> The problem: Whenever a line carries the word "TaskNotFound", pull it out of the entries.

> Data provided:
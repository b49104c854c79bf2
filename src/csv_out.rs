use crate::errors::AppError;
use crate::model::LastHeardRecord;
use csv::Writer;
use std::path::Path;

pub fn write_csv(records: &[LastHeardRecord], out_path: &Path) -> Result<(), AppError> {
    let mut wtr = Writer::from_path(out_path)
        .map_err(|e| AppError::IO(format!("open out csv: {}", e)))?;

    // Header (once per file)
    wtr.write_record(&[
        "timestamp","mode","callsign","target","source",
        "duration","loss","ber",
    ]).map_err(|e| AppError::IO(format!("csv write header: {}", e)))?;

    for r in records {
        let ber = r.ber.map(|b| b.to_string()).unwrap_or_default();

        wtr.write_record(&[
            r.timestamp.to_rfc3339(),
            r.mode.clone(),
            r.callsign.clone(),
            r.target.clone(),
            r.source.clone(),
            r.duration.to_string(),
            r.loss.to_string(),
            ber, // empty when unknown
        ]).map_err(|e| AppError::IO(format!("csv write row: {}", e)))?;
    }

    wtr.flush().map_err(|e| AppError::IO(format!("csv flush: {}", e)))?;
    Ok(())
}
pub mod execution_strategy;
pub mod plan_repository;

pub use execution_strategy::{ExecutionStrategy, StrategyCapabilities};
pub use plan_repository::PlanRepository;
==
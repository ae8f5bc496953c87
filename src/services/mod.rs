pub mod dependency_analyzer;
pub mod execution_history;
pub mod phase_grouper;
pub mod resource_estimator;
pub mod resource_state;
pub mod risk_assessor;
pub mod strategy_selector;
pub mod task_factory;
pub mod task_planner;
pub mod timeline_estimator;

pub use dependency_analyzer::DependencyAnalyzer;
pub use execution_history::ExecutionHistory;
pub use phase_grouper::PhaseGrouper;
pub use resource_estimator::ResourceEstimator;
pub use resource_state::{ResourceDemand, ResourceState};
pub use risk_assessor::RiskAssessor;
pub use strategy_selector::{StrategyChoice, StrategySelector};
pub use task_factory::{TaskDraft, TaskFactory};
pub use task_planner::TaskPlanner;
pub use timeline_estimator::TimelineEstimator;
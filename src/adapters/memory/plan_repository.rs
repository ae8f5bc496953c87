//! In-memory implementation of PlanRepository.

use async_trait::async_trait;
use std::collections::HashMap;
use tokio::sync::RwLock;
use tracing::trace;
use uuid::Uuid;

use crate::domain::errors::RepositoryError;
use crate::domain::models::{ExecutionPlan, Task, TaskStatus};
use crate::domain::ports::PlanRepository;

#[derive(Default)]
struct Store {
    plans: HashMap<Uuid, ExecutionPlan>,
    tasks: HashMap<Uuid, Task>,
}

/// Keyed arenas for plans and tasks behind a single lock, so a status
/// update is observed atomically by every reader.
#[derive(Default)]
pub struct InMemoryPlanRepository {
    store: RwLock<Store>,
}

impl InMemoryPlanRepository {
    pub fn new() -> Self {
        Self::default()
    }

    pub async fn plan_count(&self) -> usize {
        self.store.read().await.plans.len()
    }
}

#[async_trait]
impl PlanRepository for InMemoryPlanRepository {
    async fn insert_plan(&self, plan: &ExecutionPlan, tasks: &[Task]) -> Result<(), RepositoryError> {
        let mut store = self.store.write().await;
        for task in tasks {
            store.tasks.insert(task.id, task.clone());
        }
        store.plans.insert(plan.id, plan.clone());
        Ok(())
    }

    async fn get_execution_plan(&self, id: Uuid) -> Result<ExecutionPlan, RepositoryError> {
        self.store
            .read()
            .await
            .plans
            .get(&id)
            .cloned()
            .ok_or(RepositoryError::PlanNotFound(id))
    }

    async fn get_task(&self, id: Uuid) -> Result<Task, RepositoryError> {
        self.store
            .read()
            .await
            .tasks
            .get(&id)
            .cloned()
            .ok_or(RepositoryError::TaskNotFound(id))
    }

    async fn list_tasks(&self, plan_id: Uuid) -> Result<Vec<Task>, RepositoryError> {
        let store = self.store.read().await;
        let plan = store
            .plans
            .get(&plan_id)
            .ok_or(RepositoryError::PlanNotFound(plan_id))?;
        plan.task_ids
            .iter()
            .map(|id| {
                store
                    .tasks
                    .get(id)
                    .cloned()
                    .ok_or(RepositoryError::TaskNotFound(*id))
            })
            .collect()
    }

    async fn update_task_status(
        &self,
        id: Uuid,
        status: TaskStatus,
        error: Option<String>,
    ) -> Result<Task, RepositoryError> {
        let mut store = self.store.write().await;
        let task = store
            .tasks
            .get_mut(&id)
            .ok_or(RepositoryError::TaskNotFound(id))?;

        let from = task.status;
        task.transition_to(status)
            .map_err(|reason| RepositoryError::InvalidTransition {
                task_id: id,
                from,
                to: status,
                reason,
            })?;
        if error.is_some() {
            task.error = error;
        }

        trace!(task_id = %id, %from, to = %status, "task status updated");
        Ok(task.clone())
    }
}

> Written answer:
            .ok_or(RepositoryError::TaskNotFound(id))
                    .ok_or(RepositoryError::TaskNotFound(*id))
            .ok_or(RepositoryError::TaskNotFound(id))?;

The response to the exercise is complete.